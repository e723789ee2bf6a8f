//! 响应侧中间件
//!
//! 包装注册到传输上的处理器：处理器成功产出值后，若入站载荷带有 `awaitResult`，
//! 则以该键调用注册表的 `resolve`，把值路由回发送侧对应的挂起条目；
//! 同时原样返回该值，使直接调用方与关联等待方观察到同一结果。
//! 处理器失败原样向传输传播，不捕获、不包装，也不结算挂起条目。
//!
use crate::payload;
use crate::transport::MessageHandler;
use correlate_registry::PendingResultRegistry;
use std::sync::Arc;
use tracing::debug;

pub fn route_results(registry: Arc<PendingResultRegistry>, handler: MessageHandler) -> MessageHandler {
    Arc::new(move |event, data| {
        let registry = registry.clone();
        let handler = handler.clone();

        Box::pin(async move {
            let key = payload::inbound_key(data.as_ref());
            let value = (handler)(event, data).await?;

            if let Some(key) = key {
                let routed = registry.resolve(&key, value.clone());
                debug!(key = %key, routed, "handler result routed");
            }

            Ok(value)
        })
    })
}

#[cfg(test)]
mod tests {
    use super::*;
    use crate::transport::handler_fn;
    use correlate_registry::{RegistryConfig, ResultError};
    use serde_json::{Value, json};

    fn registry() -> Arc<PendingResultRegistry> {
        Arc::new(PendingResultRegistry::new(RegistryConfig::default()))
    }

    #[tokio::test]
    async fn resolves_matching_pending_entry_and_returns_value() {
        let registry = registry();
        let (key, pending) = registry.create(Some("k1".into()));

        let wrapped = route_results(
            registry.clone(),
            handler_fn(|event, _| async move { Ok(json!({ "echo": event })) }),
        );

        let direct = wrapped("ping".into(), Some(json!({"awaitResult": key})))
            .await
            .unwrap();
        assert_eq!(direct, json!({"echo": "ping"}));
        assert_eq!(pending.await, Ok(json!({"echo": "ping"})));
    }

    #[tokio::test]
    async fn payload_without_key_touches_nothing() {
        let registry = registry();
        let (_key, _pending) = registry.create(None);

        let wrapped = route_results(registry.clone(), handler_fn(|_, _| async { Ok(json!(1)) }));
        assert_eq!(wrapped("ping".into(), None).await.unwrap(), json!(1));
        assert_eq!(wrapped("ping".into(), Some(json!({"x": 1}))).await.unwrap(), json!(1));
        assert_eq!(registry.pending_keys().len(), 1);
    }

    #[tokio::test]
    async fn unknown_key_is_ignored() {
        let registry = registry();
        let wrapped = route_results(registry.clone(), handler_fn(|_, _| async { Ok(Value::Null) }));
        let out = wrapped("ping".into(), Some(json!({"awaitResult": "gone"}))).await;
        assert!(out.is_ok());
        assert!(registry.is_empty());
    }

    #[tokio::test]
    async fn handler_error_propagates_unchanged() {
        let registry = registry();
        let (key, pending) = registry.create(None);

        let wrapped = route_results(
            registry.clone(),
            handler_fn(|_, _| async { Err(anyhow::anyhow!("nope")) }),
        );
        let err = wrapped("ping".into(), Some(json!({"awaitResult": key.clone()})))
            .await
            .unwrap_err();
        assert_eq!(err.to_string(), "nope");
        assert!(registry.is_pending(&key));

        registry.reject(&key, "gave up");
        assert_eq!(pending.await, Err(ResultError::rejected("gave up")));
    }
}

□ □ □

### YOUR OBJECTIVE
Could you show every line of the listing that holds the string "data"?

### ANSWER TO THIS EXERCISE
    Arc::new(move |event, data| {
            let key = payload::inbound_key(data.as_ref());
            let value = (handler)(event, data).await?;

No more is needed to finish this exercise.